World Will Exceed 1.5 Degrees Celsius in the 2030s, Australian Report Predicts

Science

A new report urges immediate climate action to control global warming. John W Banagan / Getty Images

A new report promoting urgent climate action in Australia has stirred debate for claiming that global temperatures will rise past 1.5 degrees Celsius in the next decade.


Australia’s Climate Council released the report on Thursday. The council is an independent organization of climate scientists and experts on health, renewable energy and policy who work to inform the Australian public on the climate crisis. But their latest claim is causing controversy.

“Multiple lines of evidence show that limiting global warming to 1.5°C above the preindustrial level, without significant overshoot and subsequent drawdown, is now out of reach due to past inaction,” Dr. Kevin Trenberth of the National Center for Atmospheric Research and Prof. Christopher Field of the Stanford Woods Institute for the Environment wrote in the foreword. “The science is telling us that global average temperature rise will likely exceed 1.5°C during the 2030s, and that long-term stabilization at warming at or below 1.5°C will be extremely challenging.”
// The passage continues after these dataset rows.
use std::num::NonZeroUsize;

use log::debug;
use ndarray::{Array1, Array2, ArrayView1, ArrayView2, Axis, Ix1, Ix2};
use rand::{Rng, SeedableRng, rngs::StdRng, seq::SliceRandom};

use super::{LocalTrainer, TrainStats};
use crate::{MlErr, ParameterVector, Result, Tensor, dataset::Dataset};

/// Hyperparameters of the reference `DenseTrainer`.
#[derive(Debug, Clone)]
pub struct DenseConfig {
    pub hidden: NonZeroUsize,
    pub classes: NonZeroUsize,
    pub epochs: NonZeroUsize,
    pub steps_per_epoch: NonZeroUsize,
    pub batch_size: NonZeroUsize,
    pub learning_rate: f32,
    /// Workers sharing a seed start every run from the same parameters.
    pub seed: u64,
}

impl Default for DenseConfig {
    fn default() -> Self {
        let nz = |n| NonZeroUsize::new(n).unwrap_or(NonZeroUsize::MIN);

        Self {
            hidden: nz(128),
            classes: nz(10),
            epochs: nz(5),
            steps_per_epoch: nz(3),
            batch_size: nz(32),
            learning_rate: 0.1,
            seed: 42,
        }
    }
}

/// A dense classifier (ReLU hidden layer, softmax output) trained with minibatch SGD.
///
/// Parameters are laid out as `[W1, b1, W2, b2]`, kernels being `[fan_in, fan_out]`.
pub struct DenseTrainer {
    cfg: DenseConfig,
    train: Dataset,
    test: Dataset,
    w1: Array2<f32>,
    b1: Array1<f32>,
    w2: Array2<f32>,
    b2: Array1<f32>,
    rng: StdRng,
}

impl DenseTrainer {
    /// Creates a new `DenseTrainer` with Glorot-uniform kernels and zero biases.
    ///
    /// # Arguments
    /// * `cfg` - The trainer's hyperparameters.
    /// * `train` - This worker's private shard.
    /// * `test` - The held-out evaluation set.
    ///
    /// # Returns
    /// An error if the datasets disagree on feature count or hold labels outside `cfg.classes`.
    pub fn new(cfg: DenseConfig, train: Dataset, test: Dataset) -> Result<Self> {
        if train.features() != test.features() {
            return Err(MlErr::Dataset(format!(
                "train set has {} features, test set has {}",
                train.features(),
                test.features()
            )));
        }

        let classes = cfg.classes.get();
        let seen = train.classes().max(test.classes());
        if seen > classes {
            return Err(MlErr::Dataset(format!(
                "labels reach class {}, model only has {classes}",
                seen - 1
            )));
        }

        let hidden = cfg.hidden.get();
        let mut rng = StdRng::seed_from_u64(cfg.seed);
        let w1 = glorot(train.features(), hidden, &mut rng);
        let w2 = glorot(hidden, classes, &mut rng);

        Ok(Self {
            b1: Array1::zeros(hidden),
            b2: Array1::zeros(classes),
            cfg,
            train,
            test,
            w1,
            w2,
            rng,
        })
    }

    /// Returns the hidden pre-activations and the output logits for `x`.
    fn forward(&self, x: ArrayView2<'_, f32>) -> (Array2<f32>, Array2<f32>) {
        let z1 = x.dot(&self.w1) + &self.b1;
        let logits = z1.mapv(relu).dot(&self.w2) + &self.b2;
        (z1, logits)
    }

    /// One SGD step on a batch, returns the mean cross-entropy before the update.
    fn step(&mut self, x: ArrayView2<'_, f32>, y: &Array1<usize>) -> f32 {
        let m = x.nrows() as f32;
        let (z1, mut probs) = self.forward(x);
        let a1 = z1.mapv(relu);
        softmax_rows(&mut probs);

        let mut loss = 0.0;
        for (i, &label) in y.iter().enumerate() {
            loss -= probs[[i, label]].max(f32::MIN_POSITIVE).ln();
            probs[[i, label]] -= 1.0;
        }

        let dz2 = probs.mapv(|g| g / m);
        let dw2 = a1.t().dot(&dz2);
        let db2 = dz2.sum_axis(Axis(0));

        let mut dz1 = dz2.dot(&self.w2.t());
        dz1.zip_mut_with(&z1, |g, &z| {
            if z <= 0.0 {
                *g = 0.0;
            }
        });
        let dw1 = x.t().dot(&dz1);
        let db1 = dz1.sum_axis(Axis(0));

        let lr = self.cfg.learning_rate;
        self.w1.scaled_add(-lr, &dw1);
        self.b1.scaled_add(-lr, &db1);
        self.w2.scaled_add(-lr, &dw2);
        self.b2.scaled_add(-lr, &db2);

        loss / m
    }
}

impl LocalTrainer for DenseTrainer {
    fn train(&mut self) -> Result<TrainStats> {
        let batch_size = self.cfg.batch_size.get();
        let mut order: Vec<usize> = (0..self.train.len()).collect();
        let mut steps = 0;
        let mut total = 0.0;

        for _ in 0..self.cfg.epochs.get() {
            order.shuffle(&mut self.rng);

            for chunk in order.chunks(batch_size).take(self.cfg.steps_per_epoch.get()) {
                let (x, y) = self.train.batch(chunk);
                let loss = self.step(x.view(), &y);
                steps += 1;

                if !loss.is_finite() {
                    return Err(MlErr::Diverged { step: steps });
                }

                total += loss;
            }
        }

        let loss = total / steps as f32;
        debug!(steps = steps, loss = loss; "local training done");
        Ok(TrainStats { steps, loss })
    }

    fn evaluate(&self) -> Result<f32> {
        let (_, logits) = self.forward(self.test.x());

        let correct = logits
            .rows()
            .into_iter()
            .zip(self.test.y())
            .filter(|(row, label)| argmax(*row) == **label)
            .count();

        Ok(correct as f32 / self.test.len() as f32)
    }

    fn parameters(&self) -> ParameterVector {
        ParameterVector::new(vec![
            self.w1.clone().into_dyn(),
            self.b1.clone().into_dyn(),
            self.w2.clone().into_dyn(),
            self.b2.clone().into_dyn(),
        ])
    }

    fn set_parameters(&mut self, params: ParameterVector) -> Result<()> {
        self.parameters().check_compatible(&params, 0)?;

        let got = params.len();
        let layers: [Tensor; 4] = params.into_layers().try_into().map_err(|_| {
            MlErr::LayerCountMismatch {
                vector: 0,
                got,
                expected: 4,
            }
        })?;
        let [w1, b1, w2, b2] = layers;

        self.w1 = w1.into_dimensionality::<Ix2>()?;
        self.b1 = b1.into_dimensionality::<Ix1>()?;
        self.w2 = w2.into_dimensionality::<Ix2>()?;
        self.b2 = b2.into_dimensionality::<Ix1>()?;
        Ok(())
    }
}

fn glorot(fan_in: usize, fan_out: usize, rng: &mut StdRng) -> Array2<f32> {
    let limit = (6.0 / (fan_in + fan_out) as f32).sqrt();
    Array2::from_shape_fn((fan_in, fan_out), |_| rng.random_range(-limit..limit))
}

fn relu(v: f32) -> f32 {
    v.max(0.0)
}

fn softmax_rows(logits: &mut Array2<f32>) {
    for mut row in logits.rows_mut() {
        let max = row.fold(f32::NEG_INFINITY, |m, &v| m.max(v));
        row.mapv_inplace(|v| (v - max).exp());
        let sum = row.sum();
        row.mapv_inplace(|v| v / sum);
    }
}

fn argmax(row: ArrayView1<'_, f32>) -> usize {
    row.iter()
        .enumerate()
        .fold((0, f32::NEG_INFINITY), |best, (i, &v)| {
            if v > best.1 { (i, v) } else { best }
        })
        .0
}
The report is titled “Aim high, go fast: Why emissions need to plummet this decade,” and as the name suggests, it is ultimately concerned with urging more robust climate action on the part of the Australian government. The report calls for the country to reduce emissions by 75 percent by 2030 and reach net zero by 2035 in order to achieve the long-term goals of the Paris agreement, which means limiting warming to well below two degrees Celsius.

“The world achieving net zero by 2050 is at least a decade too late and carries a strong risk of irreversible global climate disruption at levels inconsistent with maintaining well-functioning human societies,” the authors wrote.

The report further argues that global temperatures are likely to exceed 1.5 degrees Celsius in the 2030s based on existing temperature increases; locked-in warming from emissions that have already occurred; evidence from past climate changes and the percentage of the carbon budget that has already been used.

The report isn’t a call to give up on the Paris agreement. It is possible that global temperatures could swell past 1.5 degrees Celsius but still be reduced by removing carbon dioxide from the atmosphere. Even if temperatures do exceed 1.5 degrees, every degree of warming that can be prevented makes a difference.

“Basically we can still hold temperature rise to well below 2C and do that without overshoot and drawdown,” Will Steffen, lead report author from the Australian National University’s Climate Change Institute, told Australia’s ABC News. “Every tenth of a degree actually does matter — 1.8C is better than 1.9C, and is much better than 2C.”

However, some outside scientists question both the accuracy and effectiveness of the report’s claim. Both Adjunct Professor Bill Hare from Murdoch University and Dr. Carl-Freidrich Schleussner from Humboldt University told ABC News they have been trying to contact the Climate Council about its 1.5 overshoot claim for months. They said that it went against other major reports, including the UN Environment Program Gap Report and the recent Intergovernmental Panel on Climate Change Special Report on 1.5˚C.

“The big challenge their report reinforces is the need for urgent action to get on that 1.5C pathway, [so] it’s very paradoxical to me that they’ve chosen to attack that target,” Dr. Hare told ABC News.

However, Scientist Andy Pitman from the Center of Excellence for Climate Extremes at the University of New South Wales told The Guardian that the report’s assessment was correct.

“It’s simply not possible to limit warming to 1.5C now,” he said. “There’s too much inertia in the system and even if you stopped greenhouse gas emissions today, you would still reach 1.5C [of heating].”

However, one aspect everyone agreed on involved the importance of lowering emissions as soon as possible.

“[There is] absolute fundamental agreement on the task at hand, which is to get emissions to plummet,” Simon Bradshaw, report author and Climate Council head of research, told The Guardian.